Under what is known as the ‘Hogg principle’, an employee can claim unfair dismissal where their employer has unilaterally imposed new terms and conditions on them that are so radically different from their existing terms that the employer is in fact ending the old contract and imposing a different one, even if the employer does not expressly state that they are dismissing the employee (Hogg -v- Dover College [1990] ICR 39, EAT).
The Hogg principle is sometimes triggered in the context of a restructure, as illustrated by an EAT decision last year concerning a nurse who had been ‘slotted-in’ to a lower grade post as part of a restructure (Jackson -v- University Hospitals of North Midlands NHS Trust [2023] EAT 102 (see our report here)).
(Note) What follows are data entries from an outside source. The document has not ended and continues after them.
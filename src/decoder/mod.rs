//! Message decoder: turns a provider payload into a `ParsedMessage`.
//!
//! Extraction order for the body:
//! 1. Direct body data on the top-level payload
//! 2. First non-attachment `text/plain` part (depth-first)
//! 3. First non-attachment `text/html` part (depth-first)
//!
//! Every byte-level decode is lossy UTF-8; a part that fails to decode is
//! logged and treated as missing. Only a structurally absent payload
//! makes the whole message undecodable.

pub mod header;

use base64::Engine;
use base64::alphabet;
use base64::engine::{DecodePaddingMode, GeneralPurpose, GeneralPurposeConfig};
use tracing::{debug, warn};

use crate::error::DecodeError;
use crate::mail::types::{MessagePart, RawMessage};
use crate::pipeline::types::ParsedMessage;

pub use header::decode_header_value;

/// Body text used when nothing readable was found.
pub const NO_CONTENT: &str = "No readable content found";
pub const UNKNOWN_SENDER: &str = "Unknown Sender";
pub const NO_SUBJECT: &str = "No Subject";

const LENIENT: GeneralPurposeConfig =
    GeneralPurposeConfig::new().with_decode_padding_mode(DecodePaddingMode::Indifferent);

/// URL-safe alphabet, padding optional (provider body data).
pub(crate) const BASE64_URL_LENIENT: GeneralPurpose =
    GeneralPurpose::new(&alphabet::URL_SAFE, LENIENT);

/// Decode a fetched message. Fails only when the payload is absent.
pub fn decode(raw: &RawMessage) -> Result<ParsedMessage, DecodeError> {
    let Some(payload) = raw.payload.as_ref() else {
        return Err(DecodeError::MissingPayload {
            message_id: raw.id.clone(),
        });
    };

    let sender = payload
        .header("From")
        .map(decode_header_value)
        .unwrap_or_else(|| UNKNOWN_SENDER.to_string());
    let subject = payload
        .header("Subject")
        .map(decode_header_value)
        .unwrap_or_else(|| NO_SUBJECT.to_string());

    let body = extract_body(&raw.id, payload).unwrap_or_else(|| {
        debug!(message_id = %raw.id, "No readable body");
        NO_CONTENT.to_string()
    });

    Ok(ParsedMessage {
        message_id: raw.id.clone(),
        sender,
        subject,
        body,
    })
}

fn extract_body(message_id: &str, payload: &MessagePart) -> Option<String> {
    if let Some(data) = payload.data()
        && let Some(text) = decode_body_data(message_id, data)
    {
        return Some(text);
    }

    find_part(&payload.parts, "text/plain")
        .into_iter()
        .chain(find_part(&payload.parts, "text/html"))
        .find_map(|part| part.data().and_then(|d| decode_body_data(message_id, d)))
}

/// Depth-first search for the first inline part of the given MIME type that carries data.
fn find_part<'a>(parts: &'a [MessagePart], mime: &str) -> Option<&'a MessagePart> {
    for part in parts {
        if part.is_attachment() {
            continue;
        }
        let matches = part
            .mime_type
            .as_deref()
            .is_some_and(|m| m.eq_ignore_ascii_case(mime));
        if matches && part.data().is_some() {
            return Some(part);
        }
        if let Some(found) = find_part(&part.parts, mime) {
            return Some(found);
        }
    }
    None
}

/// Base64url → lossy UTF-8, trimmed. Empty or undecodable yields `None`.
fn decode_body_data(message_id: &str, data: &str) -> Option<String> {
    match BASE64_URL_LENIENT.decode(data.trim()) {
        Ok(bytes) => {
            let text = String::from_utf8_lossy(&bytes).trim().to_string();
            (!text.is_empty()).then_some(text)
        }
        Err(e) => {
            warn!(message_id, error = %e, "Failed to decode body data");
            None
        }
    }
}
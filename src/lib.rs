//! Mail Assist: summarize today's unread mail and draft replies for review.

pub mod config;
pub mod decoder;
pub mod error;
pub mod llm;
pub mod mail;
pub mod pipeline;
pub mod session;
pub mod web;
pub mod worker;
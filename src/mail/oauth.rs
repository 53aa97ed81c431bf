//! OAuth credential lifecycle for the mailbox: load the persisted
//! authorized-user credential, refresh it when expired, and fall back to an
//! interactive authorization-code + PKCE grant caught on a loopback listener.

use std::path::{Path, PathBuf};
use std::time::{Duration, Instant};

use async_trait::async_trait;
use chrono::{DateTime, Utc};
use oauth2::basic::BasicClient;
use oauth2::reqwest::async_http_client;
use oauth2::{
    AuthUrl, AuthorizationCode, ClientId, ClientSecret, CsrfToken, PkceCodeChallenge, RedirectUrl,
    RefreshToken, Scope, TokenResponse, TokenUrl,
};
use secrecy::SecretString;
use serde::{Deserialize, Serialize};
use tiny_http::{Response, Server};
use tokio::sync::Mutex;
use tracing::{debug, info, warn};
use url::Url;

use crate::error::AuthError;

/// Read, label-modify and send access.
pub const SCOPES: &[&str] = &[
    "https://www.googleapis.com/auth/gmail.readonly",
    "https://www.googleapis.com/auth/gmail.modify",
];

const DEFAULT_AUTH_URI: &str = "https://accounts.google.com/o/oauth2/auth";
const DEFAULT_TOKEN_URI: &str = "https://oauth2.googleapis.com/token";

/// How long the loopback listener waits for the browser redirect.
const CONSENT_TIMEOUT: Duration = Duration::from_secs(120);

/// Tokens expiring within this window are treated as expired.
const EXPIRY_SKEW: chrono::Duration = chrono::Duration::seconds(60);

/// Anything that can hand out a currently valid access token.
#[async_trait]
pub trait TokenSource: Send + Sync {
    async fn access_token(&self) -> Result<SecretString, AuthError>;
}

/// Persisted authorized-user credential (`token.json`).
#[derive(Debug, Clone, Serialize, Deserialize)]
pub struct StoredCredential {
    pub token: String,
    #[serde(default)]
    pub refresh_token: Option<String>,
    #[serde(default = "default_token_uri")]
    pub token_uri: String,
    pub client_id: String,
    #[serde(default)]
    pub client_secret: Option<String>,
    #[serde(default)]
    pub scopes: Vec<String>,
    #[serde(default)]
    pub expiry: Option<DateTime<Utc>>,
}

fn default_token_uri() -> String {
    DEFAULT_TOKEN_URI.to_string()
}

impl StoredCredential {
    /// A credential without an expiry is assumed valid.
    pub fn is_valid_at(&self, now: DateTime<Utc>) -> bool {
        !self.token.is_empty() && self.expiry.is_none_or(|expiry| expiry - EXPIRY_SKEW > now)
    }

    pub fn load(path: &Path) -> Result<Option<Self>, AuthError> {
        let text = match std::fs::read_to_string(path) {
            Ok(text) => text,
            Err(e) if e.kind() == std::io::ErrorKind::NotFound => return Ok(None),
            Err(e) => {
                return Err(AuthError::InvalidCredential {
                    path: path.display().to_string(),
                    reason: e.to_string(),
                });
            }
        };
        serde_json::from_str(&text)
            .map(Some)
            .map_err(|e| AuthError::InvalidCredential {
                path: path.display().to_string(),
                reason: e.to_string(),
            })
    }

    pub fn save(&self, path: &Path) -> Result<(), AuthError> {
        let persist_err = |reason: String| AuthError::PersistFailed {
            path: path.display().to_string(),
            reason,
        };
        if let Some(parent) = path.parent().filter(|p| !p.as_os_str().is_empty()) {
            std::fs::create_dir_all(parent).map_err(|e| persist_err(e.to_string()))?;
        }
        let json = serde_json::to_string_pretty(self).map_err(|e| persist_err(e.to_string()))?;
        std::fs::write(path, json).map_err(|e| persist_err(e.to_string()))
    }
}

/// Client secret file downloaded from the provider console.
#[derive(Debug, Clone, Deserialize)]
pub struct ClientSecrets {
    pub client_id: String,
    #[serde(default)]
    pub client_secret: Option<String>,
    #[serde(default = "default_auth_uri")]
    pub auth_uri: String,
    #[serde(default = "default_token_uri")]
    pub token_uri: String,
}

fn default_auth_uri() -> String {
    DEFAULT_AUTH_URI.to_string()
}

#[derive(Deserialize)]
struct ClientSecretsFile {
    #[serde(default)]
    installed: Option<ClientSecrets>,
    #[serde(default)]
    web: Option<ClientSecrets>,
}

impl ClientSecrets {
    /// Accepts both "installed" and "web" application layouts.
    pub fn load(path: &Path) -> Result<Self, AuthError> {
        let text = std::fs::read_to_string(path).map_err(|_| AuthError::MissingClientSecret {
            path: path.display().to_string(),
        })?;
        let file: ClientSecretsFile =
            serde_json::from_str(&text).map_err(|e| AuthError::InvalidCredential {
                path: path.display().to_string(),
                reason: e.to_string(),
            })?;
        file.installed
            .or(file.web)
            .ok_or_else(|| AuthError::InvalidCredential {
                path: path.display().to_string(),
                reason: "expected an \"installed\" or \"web\" section".into(),
            })
    }
}

/// Outcome of one request hitting the loopback listener.
#[derive(Debug, PartialEq, Eq)]
enum Callback {
    Code(String),
    Denied(String),
    Ignored,
}

fn parse_callback(path_and_query: &str, expected_state: &str) -> Callback {
    let Ok(url) = Url::parse(&format!("http://127.0.0.1{path_and_query}")) else {
        return Callback::Ignored;
    };
    let mut code = None;
    let mut state = None;
    for (key, value) in url.query_pairs() {
        match key.as_ref() {
            "code" => code = Some(value.into_owned()),
            "state" => state = Some(value.into_owned()),
            "error" => return Callback::Denied(value.into_owned()),
            _ => {}
        }
    }
    match (code, state) {
        (Some(code), Some(state)) if state == expected_state => Callback::Code(code),
        _ => Callback::Ignored,
    }
}

fn wait_for_code(server: Server, expected_state: &str) -> Result<String, AuthError> {
    let deadline = Instant::now() + CONSENT_TIMEOUT;
    while Instant::now() < deadline {
        let Ok(Some(request)) = server.recv_timeout(Duration::from_millis(500)) else {
            continue;
        };
        match parse_callback(request.url(), expected_state) {
            Callback::Code(code) => {
                let _ = request.respond(Response::from_string(
                    "Authorization received. You can close this tab.",
                ));
                return Ok(code);
            }
            Callback::Denied(reason) => {
                let _ = request.respond(Response::from_string("Authorization denied."));
                return Err(AuthError::GrantFailed(format!("consent denied: {reason}")));
            }
            Callback::Ignored => {
                let _ = request.respond(Response::from_string("Waiting for authorization."));
            }
        }
    }
    Err(AuthError::GrantFailed(format!(
        "no authorization received within {}s",
        CONSENT_TIMEOUT.as_secs()
    )))
}

/// File-backed credential manager.
///
/// Refresh and interactive grant run under `renew_lock`, so concurrent
/// callers holding an expired token wait for one renewal and then reuse it.
pub struct OAuthManager {
    credentials_path: PathBuf,
    token_path: PathBuf,
    renew_lock: Mutex<()>,
}

impl OAuthManager {
    pub fn new(credentials_path: impl Into<PathBuf>, token_path: impl Into<PathBuf>) -> Self {
        Self {
            credentials_path: credentials_path.into(),
            token_path: token_path.into(),
            renew_lock: Mutex::new(()),
        }
    }

    fn valid_stored(&self) -> Result<Option<StoredCredential>, AuthError> {
        Ok(StoredCredential::load(&self.token_path)?.filter(|c| c.is_valid_at(Utc::now())))
    }

    fn client(
        client_id: &str,
        client_secret: Option<&str>,
        auth_uri: &str,
        token_uri: &str,
    ) -> Result<BasicClient, AuthError> {
        let auth_url = AuthUrl::new(auth_uri.to_string())
            .map_err(|e| AuthError::GrantFailed(format!("bad auth uri: {e}")))?;
        let token_url = TokenUrl::new(token_uri.to_string())
            .map_err(|e| AuthError::GrantFailed(format!("bad token uri: {e}")))?;
        Ok(BasicClient::new(
            ClientId::new(client_id.to_string()),
            client_secret.map(|s| ClientSecret::new(s.to_string())),
            auth_url,
            Some(token_url),
        ))
    }

    async fn refresh(&self, stored: &StoredCredential) -> Result<StoredCredential, AuthError> {
        let refresh_token = stored
            .refresh_token
            .as_deref()
            .ok_or_else(|| AuthError::RefreshFailed("no refresh token stored".into()))?;
        let client = Self::client(
            &stored.client_id,
            stored.client_secret.as_deref(),
            DEFAULT_AUTH_URI,
            &stored.token_uri,
        )?;
        let token = client
            .exchange_refresh_token(&RefreshToken::new(refresh_token.to_string()))
            .request_async(async_http_client)
            .await
            .map_err(|e| AuthError::RefreshFailed(e.to_string()))?;

        let mut refreshed = stored.clone();
        refreshed.token = token.access_token().secret().to_string();
        // Refresh responses usually omit the refresh token; keep the old one.
        if let Some(rt) = token.refresh_token() {
            refreshed.refresh_token = Some(rt.secret().to_string());
        }
        refreshed.expiry = token
            .expires_in()
            .and_then(|d| chrono::Duration::from_std(d).ok())
            .map(|d| Utc::now() + d);
        Ok(refreshed)
    }

    async fn interactive_grant(&self) -> Result<StoredCredential, AuthError> {
        let secrets = ClientSecrets::load(&self.credentials_path)?;
        let client = Self::client(
            &secrets.client_id,
            secrets.client_secret.as_deref(),
            &secrets.auth_uri,
            &secrets.token_uri,
        )?;

        // Listen before handing out the URL so the redirect cannot race us.
        let bind_err = |e: String| AuthError::GrantFailed(format!("cannot bind callback listener: {e}"));
        let listener = std::net::TcpListener::bind("127.0.0.1:0").map_err(|e| bind_err(e.to_string()))?;
        let port = listener
            .local_addr()
            .map_err(|e| bind_err(e.to_string()))?
            .port();
        let server = Server::from_listener(listener, None).map_err(|e| bind_err(e.to_string()))?;
        let redirect = RedirectUrl::new(format!("http://127.0.0.1:{port}"))
            .map_err(|e| AuthError::GrantFailed(e.to_string()))?;
        let client = client.set_redirect_uri(redirect);

        let (challenge, verifier) = PkceCodeChallenge::new_random_sha256();
        let (auth_url, csrf) = client
            .authorize_url(CsrfToken::new_random)
            .add_scopes(SCOPES.iter().map(|s| Scope::new((*s).to_string())))
            .add_extra_param("access_type", "offline")
            .add_extra_param("prompt", "consent")
            .set_pkce_challenge(challenge)
            .url();

        info!(url = %auth_url, "Open this URL to authorize mailbox access");
        if let Err(e) = open::that(auth_url.as_str()) {
            warn!(error = %e, "Could not open browser automatically");
        }

        let expected_state = csrf.secret().clone();
        let code = tokio::task::spawn_blocking(move || wait_for_code(server, &expected_state))
            .await
            .map_err(|e| AuthError::GrantFailed(format!("callback listener panicked: {e}")))??;

        let token = client
            .exchange_code(AuthorizationCode::new(code))
            .set_pkce_verifier(verifier)
            .request_async(async_http_client)
            .await
            .map_err(|e| AuthError::GrantFailed(e.to_string()))?;

        Ok(StoredCredential {
            token: token.access_token().secret().to_string(),
            refresh_token: token.refresh_token().map(|rt| rt.secret().to_string()),
            token_uri: secrets.token_uri,
            client_id: secrets.client_id,
            client_secret: secrets.client_secret,
            scopes: SCOPES.iter().map(|s| (*s).to_string()).collect(),
            expiry: token
                .expires_in()
                .and_then(|d| chrono::Duration::from_std(d).ok())
                .map(|d| Utc::now() + d),
        })
    }
}

#[async_trait]
impl TokenSource for OAuthManager {
    async fn access_token(&self) -> Result<SecretString, AuthError> {
        if let Some(valid) = self.valid_stored()? {
            return Ok(SecretString::from(valid.token));
        }

        let _renewing = self.renew_lock.lock().await;
        // Another caller may have renewed while we waited.
        if let Some(valid) = self.valid_stored()? {
            debug!("Using credential renewed by a concurrent caller");
            return Ok(SecretString::from(valid.token));
        }

        if let Some(stored) = StoredCredential::load(&self.token_path)? {
            if stored.refresh_token.is_some() {
                match self.refresh(&stored).await {
                    Ok(refreshed) => {
                        refreshed.save(&self.token_path)?;
                        info!("Refreshed mailbox credential");
                        return Ok(SecretString::from(refreshed.token));
                    }
                    Err(e) => warn!(error = %e, "Refresh failed, starting interactive grant"),
                }
            }
        }

        let granted = self.interactive_grant().await?;
        granted.save(&self.token_path)?;
        info!(path = %self.token_path.display(), "Stored new mailbox credential");
        Ok(SecretString::from(granted.token))
    }
}
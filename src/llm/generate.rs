//! Purpose-built generation clients: email summary, reply draft, document
//! summary, document chat and image description.
//!
//! Each client owns its prompt and its input cap. Oversized input is
//! truncated with a visible marker rather than rejected, and failures are
//! returned as `LlmError`, never as text.

use std::borrow::Cow;
use std::sync::Arc;

use tracing::{info, warn};

use super::{ChatMessage, CompletionRequest, ImageMime, InlineImage, LlmProvider};
use crate::error::LlmError;

/// Input cap applied before submission, in characters.
pub const MAX_INPUT_CHARS: usize = 50_000;

/// Appended to truncated input.
pub const TRUNCATION_MARKER: &str = "... [content truncated]";

/// Keep the first `max_chars` characters and append the marker if anything was cut.
pub fn truncate_input(text: &str, max_chars: usize) -> Cow<'_, str> {
    match text.char_indices().nth(max_chars) {
        Some((cut, _)) => Cow::Owned(format!("{}{TRUNCATION_MARKER}", &text[..cut])),
        None => Cow::Borrowed(text),
    }
}

async fn run(
    llm: &dyn LlmProvider,
    messages: Vec<ChatMessage>,
    max_tokens: u32,
    temperature: f32,
) -> Result<String, LlmError> {
    let request = CompletionRequest::new(messages)
        .with_max_tokens(max_tokens)
        .with_temperature(temperature);
    send(llm, request).await
}

async fn send(llm: &dyn LlmProvider, request: CompletionRequest) -> Result<String, LlmError> {
    let response = llm.complete(request).await?;
    if response.content.is_empty() {
        return Err(LlmError::InvalidResponse {
            provider: llm.name().to_string(),
            reason: "empty completion".into(),
        });
    }
    info!(
        provider = llm.name(),
        input_tokens = response.input_tokens,
        output_tokens = response.output_tokens,
        "Generation complete"
    );
    Ok(response.content)
}

fn capped<'a>(label: &str, text: &'a str, max_chars: usize) -> Cow<'a, str> {
    let out = truncate_input(text, max_chars);
    if let Cow::Owned(_) = out {
        warn!(
            client = label,
            chars = text.chars().count(),
            max_chars,
            "Input too long, truncating"
        );
    }
    out
}

// ── Email summary ───────────────────────────────────────────────────────

/// Short factual summary of one email.
pub struct SummarizationClient {
    llm: Arc<dyn LlmProvider>,
    max_input_chars: usize,
}

impl SummarizationClient {
    pub const DEFAULT_MAX_OUTPUT_TOKENS: u32 = 500;

    pub fn new(llm: Arc<dyn LlmProvider>) -> Self {
        Self {
            llm,
            max_input_chars: MAX_INPUT_CHARS,
        }
    }

    pub fn with_max_input_chars(mut self, max_input_chars: usize) -> Self {
        self.max_input_chars = max_input_chars;
        self
    }

    /// The exact prompt submitted for `text`.
    pub fn prompt(&self, text: &str) -> String {
        let content = capped("summary", text, self.max_input_chars);
        format!(
            "Summarize the following email content in a concise and informative way.\n\
             Focus on the main points, key information, and any action items or requests.\n\
             Keep the summary short (5-10 sentences) and factual.\n\n\
             Email Content:\n{content}\n"
        )
    }

    pub async fn generate(&self, text: &str, max_output_tokens: u32) -> Result<String, LlmError> {
        let messages = vec![ChatMessage::user(self.prompt(text))];
        run(self.llm.as_ref(), messages, max_output_tokens, 0.2).await
    }
}

// ── Reply draft ─────────────────────────────────────────────────────────

/// Professional reply to one email.
pub struct ReplyDraftClient {
    llm: Arc<dyn LlmProvider>,
    max_input_chars: usize,
}

impl ReplyDraftClient {
    pub const DEFAULT_MAX_OUTPUT_TOKENS: u32 = 2000;

    const SYSTEM_PROMPT: &'static str =
        "You are an email assistant that drafts professional replies.";

    pub fn new(llm: Arc<dyn LlmProvider>) -> Self {
        Self {
            llm,
            max_input_chars: MAX_INPUT_CHARS,
        }
    }

    pub fn with_max_input_chars(mut self, max_input_chars: usize) -> Self {
        self.max_input_chars = max_input_chars;
        self
    }

    pub fn prompt(&self, text: &str) -> String {
        let content = capped("reply", text, self.max_input_chars);
        format!(
            "Based on the content of the email:\n{content}\n\n\
             Generate a professional and concise reply to this email. Do not repeat the \
             content of the email. Answer every question it asks, or analyze the content \
             and give a professional reply that actually helps the sender.\n"
        )
    }

    pub async fn generate(&self, text: &str, max_output_tokens: u32) -> Result<String, LlmError> {
        let messages = vec![
            ChatMessage::system(Self::SYSTEM_PROMPT),
            ChatMessage::user(self.prompt(text)),
        ];
        run(self.llm.as_ref(), messages, max_output_tokens, 0.6).await
    }
}

// ── Documents ───────────────────────────────────────────────────────────

/// Detailed document summary and question answering over a loaded document.
pub struct DocumentClient {
    llm: Arc<dyn LlmProvider>,
    max_input_chars: usize,
}

impl DocumentClient {
    pub const SUMMARY_MAX_OUTPUT_TOKENS: u32 = 20_000;
    pub const CHAT_MAX_OUTPUT_TOKENS: u32 = 2000;

    const SUMMARY_SYSTEM: &'static str = "You are a precise summarization assistant that creates \
        detailed, comprehensive summaries without omitting important information.";

    const CHAT_SYSTEM: &'static str = "You are a helpful assistant that answers questions based \
        on the provided document. Only answer questions based on the information in the \
        document. If the answer is not in the document, say so politely.";

    pub fn new(llm: Arc<dyn LlmProvider>) -> Self {
        Self {
            llm,
            max_input_chars: MAX_INPUT_CHARS,
        }
    }

    pub fn with_max_input_chars(mut self, max_input_chars: usize) -> Self {
        self.max_input_chars = max_input_chars;
        self
    }

    pub async fn summarize(&self, document: &str) -> Result<String, LlmError> {
        let content = capped("document", document, self.max_input_chars);
        let prompt = format!(
            "Create a comprehensive, detailed summary of the following document.\n\
             Your summary should:\n\
             - Capture all key points, arguments, and conclusions\n\
             - Preserve important details, statistics, and evidence\n\
             - Maintain the logical flow and structure of the original document\n\
             - Include all relevant names, dates, and specific information\n\
             - Not omit any significant information from the original text\n\n\
             Document content:\n{content}\n"
        );
        let messages = vec![
            ChatMessage::system(Self::SUMMARY_SYSTEM),
            ChatMessage::user(prompt),
        ];
        run(self.llm.as_ref(), messages, Self::SUMMARY_MAX_OUTPUT_TOKENS, 0.2).await
    }

    /// Answer `question` from `document`, with prior turns as context.
    pub async fn chat(
        &self,
        document: &str,
        history: &[ChatMessage],
        question: &str,
    ) -> Result<String, LlmError> {
        let content = capped("chat", document, self.max_input_chars);
        let mut messages = Vec::with_capacity(history.len() + 2);
        messages.push(ChatMessage::system(Self::CHAT_SYSTEM));
        messages.extend(history.iter().cloned());
        messages.push(ChatMessage::user(format!(
            "Here is the document content:\n\n{content}\n\n\
             Please answer the following question based only on the information in the \
             document: {question}"
        )));
        run(self.llm.as_ref(), messages, Self::CHAT_MAX_OUTPUT_TOKENS, 0.2).await
    }
}

// ── Images ──────────────────────────────────────────────────────────────

/// Describes the objects visible in an image.
pub struct ImageDescriptionClient {
    llm: Arc<dyn LlmProvider>,
}

impl ImageDescriptionClient {
    pub const MAX_OUTPUT_TOKENS: u32 = 1024;

    const PROMPT: &'static str = "Analyze this image and describe what objects you see. \
        Please provide a detailed description.";

    pub fn new(llm: Arc<dyn LlmProvider>) -> Self {
        Self { llm }
    }

    /// `image_base64` is the raw file content in standard base64. The MIME
    /// type sent alongside it comes from `file_name`'s extension.
    pub async fn describe(&self, file_name: &str, image_base64: String) -> Result<String, LlmError> {
        let image = InlineImage {
            mime: ImageMime::from_file_name(file_name),
            data: image_base64,
        };
        let request = CompletionRequest::new(vec![ChatMessage::user(Self::PROMPT)])
            .with_max_tokens(Self::MAX_OUTPUT_TOKENS)
            .with_temperature(0.2)
            .with_image(image);
        send(self.llm.as_ref(), request).await
    }
}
More recently, the EAT has considered whether an NHS employee could rely on the Hogg principle to claim unfair dismissal, after he was unilaterally demoted to a lower-grade post after a restructure. H was employed by the respondent NHS Trust as a Clinical Coding Quality Lead (a Band 6 post). As part of a restructure, the Trust proposed to reduce the number of Band 6 roles (although, due to vacancies, there would be no headcount reduction at Band 6). A lengthy restructure process took place, during which H and other Band 6s were required to compete for roles in the new structure. H was unsuccessful in securing any of the available Band 6 roles, so the Trust reassigned him to a Band 5 role instead. In response, H resigned and brought various employment claims, including constructive unfair dismissal. He was an unrepresented litigant in person throughout those proceedings. The employment tribunal dismissed all of H’s claims, so H appealed to the EAT.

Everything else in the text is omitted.